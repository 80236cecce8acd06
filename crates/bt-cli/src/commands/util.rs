//! Shared utilities for CLI commands.

use std::sync::LazyLock;

use anyhow::{Context, Result};
use bt_core::{BabyId, TzOffset, UserId};
use bt_db::Database;
use chrono::{DateTime, Duration, SecondsFormat, Utc};
use regex::Regex;
use serde::Serialize;

use crate::Config;

/// Pre-compiled regex for relative time parsing.
static RELATIVE_TIME_RE: LazyLock<Regex> =
    LazyLock::new(|| Regex::new(r"^(\d+)\s+(minute|hour|day|week)s?\s+ago$").unwrap());

/// Conservative bounds for relative time parsing (~1000 years in minutes).
const MAX_RELATIVE_MINUTES: i64 = 1000 * 365 * 24 * 60;

/// Parse a datetime string as either ISO 8601 or relative time.
///
/// Supports:
/// - ISO 8601: "2026-01-15T10:30:00Z"
/// - Relative: "now", "2 hours ago", "30 minutes ago", "1 day ago", "1 week ago"
pub fn parse_datetime(s: &str) -> Result<DateTime<Utc>> {
    parse_datetime_at(s, Utc::now())
}

/// Like [`parse_datetime`], resolving relative times against `now`.
pub fn parse_datetime_at(s: &str, now: DateTime<Utc>) -> Result<DateTime<Utc>> {
    let s = s.trim();
    if let Ok(dt) = DateTime::parse_from_rfc3339(s) {
        return Ok(dt.with_timezone(&Utc));
    }
    if s == "now" {
        return Ok(now);
    }

    let Some(caps) = RELATIVE_TIME_RE.captures(s) else {
        anyhow::bail!(
            "Invalid datetime: {s}. Use ISO 8601 (e.g., 2026-01-15T10:30:00Z) or relative (e.g., '2 hours ago')"
        );
    };

    let n: i64 = caps[1]
        .parse()
        .context("failed to parse number in relative time")?;

    let (max_for_unit, minutes_per_unit) = match &caps[2] {
        "minute" => (MAX_RELATIVE_MINUTES, 1),
        "hour" => (MAX_RELATIVE_MINUTES / 60, 60),
        "day" => (MAX_RELATIVE_MINUTES / (60 * 24), 60 * 24),
        "week" => (MAX_RELATIVE_MINUTES / (60 * 24 * 7), 60 * 24 * 7),
        unit => anyhow::bail!("Unknown time unit: {unit}"),
    };

    if n > max_for_unit {
        anyhow::bail!("Relative time value too large: {n} {}", &caps[2]);
    }

    Ok(now - Duration::minutes(n * minutes_per_unit))
}

/// Formats an instant for human-readable output.
pub fn format_time(dt: DateTime<Utc>) -> String {
    dt.to_rfc3339_opts(SecondsFormat::Secs, true)
}

/// Opens the configured database, creating its directory if needed.
pub fn open_database(config: &Config) -> Result<Database> {
    if let Some(parent) = config.database_path.parent() {
        std::fs::create_dir_all(parent).context("failed to create database directory")?;
    }
    Database::open(&config.database_path)
        .with_context(|| format!("failed to open {}", config.database_path.display()))
}

/// Resolves the acting user from the configured username.
pub fn acting_user(db: &Database, config: &Config) -> Result<UserId> {
    let Some(username) = config.user.as_deref() else {
        anyhow::bail!(
            "no user configured. Pass --user NAME, set BT_USER, or add `user = \"NAME\"` to the config file"
        );
    };
    let user = db.find_user(username)?;
    tracing::debug!(user = %user.id, %username, "resolved acting user");
    Ok(user.id)
}

/// Parses an optional `--baby` argument.
pub fn baby_id(arg: Option<&str>) -> Result<Option<BabyId>> {
    Ok(arg.map(BabyId::new).transpose()?)
}

/// Picks the explicit offset, else the configured one, else the host's.
pub fn tz_offset(arg: Option<i32>, config: &Config) -> Result<TzOffset> {
    Ok(match arg {
        Some(minutes) => TzOffset::from_browser_minutes(minutes)?,
        None => config.default_tz()?,
    })
}

/// Writes `value` as pretty JSON followed by a newline.
pub fn write_json<W: std::io::Write, T: Serialize>(writer: &mut W, value: &T) -> Result<()> {
    writeln!(writer, "{}", serde_json::to_string_pretty(value)?)?;
    Ok(())
}

#[cfg(test)]
pub(crate) mod test_support {
    use std::path::Path;

    use bt_core::{Baby, NewBaby};
    use chrono::NaiveDate;

    use super::*;

    /// A config pointing at `dir/bt.db` acting as "parent", with one baby.
    pub fn config_with_baby(dir: &Path) -> (Config, Baby) {
        let config = Config {
            database_path: dir.join("bt.db"),
            user: Some("parent".to_string()),
            tz_offset: Some(0),
        };
        let mut db = Database::open(&config.database_path).unwrap();
        let user = db.create_user("parent").unwrap().id;
        let baby = db
            .create_baby(
                &user,
                &NewBaby {
                    name: "Ada".to_string(),
                    birth_date: NaiveDate::from_ymd_opt(2025, 1, 1).unwrap(),
                    birth_weight_kg: None,
                    birth_height_cm: None,
                    sleep_tracking: true,
                },
            )
            .unwrap();
        (config, baby)
    }
}

#[cfg(test)]
mod tests {
    use super::*;

    fn now() -> DateTime<Utc> {
        DateTime::parse_from_rfc3339("2026-01-15T12:00:00Z")
            .unwrap()
            .with_timezone(&Utc)
    }

    #[test]
    fn parses_rfc3339_with_offset() {
        let parsed = parse_datetime_at("2026-01-15T10:30:00-05:00", now()).unwrap();
        assert_eq!(format_time(parsed), "2026-01-15T15:30:00Z");
    }

    #[test]
    fn parses_relative_times() {
        assert_eq!(
            format_time(parse_datetime_at("2 hours ago", now()).unwrap()),
            "2026-01-15T10:00:00Z"
        );
        assert_eq!(
            format_time(parse_datetime_at("1 minute ago", now()).unwrap()),
            "2026-01-15T11:59:00Z"
        );
        assert_eq!(
            format_time(parse_datetime_at("1 week ago", now()).unwrap()),
            "2026-01-08T12:00:00Z"
        );
        assert_eq!(parse_datetime_at("now", now()).unwrap(), now());
    }

    #[test]
    fn rejects_garbage_and_huge_values() {
        assert!(parse_datetime_at("yesterday-ish", now()).is_err());
        assert!(parse_datetime_at("99999999 weeks ago", now()).is_err());
    }

    #[test]
    fn acting_user_requires_configuration() {
        let db = Database::open_in_memory().unwrap();
        let config = Config {
            user: None,
            ..Config::default()
        };
        let err = acting_user(&db, &config).unwrap_err();
        assert!(err.to_string().contains("no user configured"));
    }

    #[test]
    fn unknown_user_is_not_found() {
        let db = Database::open_in_memory().unwrap();
        let config = Config {
            user: Some("ghost".to_string()),
            ..Config::default()
        };
        let err = acting_user(&db, &config).unwrap_err();
        let db_err = err.downcast_ref::<bt_db::DbError>().unwrap();
        assert_eq!(db_err.kind(), bt_db::ErrorKind::NotFound);
    }
}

*Exercise objective*. Your answer must be the complete listing, repeated exactly.

*Solution to the problem*.
repository 80236cecce8acd06
filename crates/bt-cli/src/commands/util.rs
//! Shared utilities for CLI commands.

use std::sync::LazyLock;

use anyhow::{Context, Result};
use bt_core::{BabyId, TzOffset, UserId};
use bt_db::Database;
use chrono::{DateTime, Duration, SecondsFormat, Utc};
use regex::Regex;
use serde::Serialize;

use crate::Config;

/// Pre-compiled regex for relative time parsing.
static RELATIVE_TIME_RE: LazyLock<Regex> =
    LazyLock::new(|| Regex::new(r"^(\d+)\s+(minute|hour|day|week)s?\s+ago$").unwrap());

/// Conservative bounds for relative time parsing (~1000 years in minutes).
const MAX_RELATIVE_MINUTES: i64 = 1000 * 365 * 24 * 60;

/// Parse a datetime string as either ISO 8601 or relative time.
///
/// Supports:
/// - ISO 8601: "2026-01-15T10:30:00Z"
/// - Relative: "now", "2 hours ago", "30 minutes ago", "1 day ago", "1 week ago"
pub fn parse_datetime(s: &str) -> Result<DateTime<Utc>> {
    parse_datetime_at(s, Utc::now())
}

/// Like [`parse_datetime`], resolving relative times against `now`.
pub fn parse_datetime_at(s: &str, now: DateTime<Utc>) -> Result<DateTime<Utc>> {
    let s = s.trim();
    if let Ok(dt) = DateTime::parse_from_rfc3339(s) {
        return Ok(dt.with_timezone(&Utc));
    }
    if s == "now" {
        return Ok(now);
    }

    let Some(caps) = RELATIVE_TIME_RE.captures(s) else {
        anyhow::bail!(
            "Invalid datetime: {s}. Use ISO 8601 (e.g., 2026-01-15T10:30:00Z) or relative (e.g., '2 hours ago')"
        );
    };

    let n: i64 = caps[1]
        .parse()
        .context("failed to parse number in relative time")?;

    let (max_for_unit, minutes_per_unit) = match &caps[2] {
        "minute" => (MAX_RELATIVE_MINUTES, 1),
        "hour" => (MAX_RELATIVE_MINUTES / 60, 60),
        "day" => (MAX_RELATIVE_MINUTES / (60 * 24), 60 * 24),
        "week" => (MAX_RELATIVE_MINUTES / (60 * 24 * 7), 60 * 24 * 7),
        unit => anyhow::bail!("Unknown time unit: {unit}"),
    };

    if n > max_for_unit {
        anyhow::bail!("Relative time value too large: {n} {}", &caps[2]);
    }

    Ok(now - Duration::minutes(n * minutes_per_unit))
}

/// Formats an instant for human-readable output.
pub fn format_time(dt: DateTime<Utc>) -> String {
    dt.to_rfc3339_opts(SecondsFormat::Secs, true)
}

/// Opens the configured database, creating its directory if needed.
pub fn open_database(config: &Config) -> Result<Database> {
    if let Some(parent) = config.database_path.parent() {
        std::fs::create_dir_all(parent).context("failed to create database directory")?;
    }
    Database::open(&config.database_path)
        .with_context(|| format!("failed to open {}", config.database_path.display()))
}

/// Resolves the acting user from the configured username.
pub fn acting_user(db: &Database, config: &Config) -> Result<UserId> {
    let Some(username) = config.user.as_deref() else {
        anyhow::bail!(
            "no user configured. Pass --user NAME, set BT_USER, or add `user = \"NAME\"` to the config file"
        );
    };
    let user = db.find_user(username)?;
    tracing::debug!(user = %user.id, %username, "resolved acting user");
    Ok(user.id)
}

/// Parses an optional `--baby` argument.
pub fn baby_id(arg: Option<&str>) -> Result<Option<BabyId>> {
    Ok(arg.map(BabyId::new).transpose()?)
}

/// Picks the explicit offset, else the configured one, else the host's.
pub fn tz_offset(arg: Option<i32>, config: &Config) -> Result<TzOffset> {
    Ok(match arg {
        Some(minutes) => TzOffset::from_browser_minutes(minutes)?,
        None => config.default_tz()?,
    })
}

/// Writes `value` as pretty JSON followed by a newline.
pub fn write_json<W: std::io::Write, T: Serialize>(writer: &mut W, value: &T) -> Result<()> {
    writeln!(writer, "{}", serde_json::to_string_pretty(value)?)?;
    Ok(())
}

#[cfg(test)]
pub(crate) mod test_support {
    use std::path::Path;

    use bt_core::{Baby, NewBaby};
    use chrono::NaiveDate;

    use super::*;

    /// A config pointing at `dir/bt.db` acting as "parent", with one baby.
    pub fn config_with_baby(dir: &Path) -> (Config, Baby) {
        let config = Config {
            database_path: dir.join("bt.db"),
            user: Some("parent".to_string()),
            tz_offset: Some(0),
        };
        let mut db = Database::open(&config.database_path).unwrap();
        let user = db.create_user("parent").unwrap().id;
        let baby = db
            .create_baby(
                &user,
                &NewBaby {
                    name: "Ada".to_string(),
                    birth_date: NaiveDate::from_ymd_opt(2025, 1, 1).unwrap(),
                    birth_weight_kg: None,
                    birth_height_cm: None,
                    sleep_tracking: true,
                },
            )
            .unwrap();
        (config, baby)
    }
}

#[cfg(test)]
mod tests {
    use super::*;

    fn now() -> DateTime<Utc> {
        DateTime::parse_from_rfc3339("2026-01-15T12:00:00Z")
            .unwrap()
            .with_timezone(&Utc)
    }

    #[test]
    fn parses_rfc3339_with_offset() {
        let parsed = parse_datetime_at("2026-01-15T10:30:00-05:00", now()).unwrap();
        assert_eq!(format_time(parsed), "2026-01-15T15:30:00Z");
    }

    #[test]
    fn parses_relative_times() {
        assert_eq!(
            format_time(parse_datetime_at("2 hours ago", now()).unwrap()),
            "2026-01-15T10:00:00Z"
        );
        assert_eq!(
            format_time(parse_datetime_at("1 minute ago", now()).unwrap()),
            "2026-01-15T11:59:00Z"
        );
        assert_eq!(
            format_time(parse_datetime_at("1 week ago", now()).unwrap()),
            "2026-01-08T12:00:00Z"
        );
        assert_eq!(parse_datetime_at("now", now()).unwrap(), now());
    }

    #[test]
    fn rejects_garbage_and_huge_values() {
        assert!(parse_datetime_at("yesterday-ish", now()).is_err());
        assert!(parse_datetime_at("99999999 weeks ago", now()).is_err());
    }

    #[test]
    fn acting_user_requires_configuration() {
        let db = Database::open_in_memory().unwrap();
        let config = Config {
            user: None,
            ..Config::default()
        };
        let err = acting_user(&db, &config).unwrap_err();
        assert!(err.to_string().contains("no user configured"));
    }

    #[test]
    fn unknown_user_is_not_found() {
        let db = Database::open_in_memory().unwrap();
        let config = Config {
            user: Some("ghost".to_string()),
            ..Config::default()
        };
        let err = acting_user(&db, &config).unwrap_err();
        let db_err = err.downcast_ref::<bt_db::DbError>().unwrap();
        assert_eq!(db_err.kind(), bt_db::ErrorKind::NotFound);
    }
}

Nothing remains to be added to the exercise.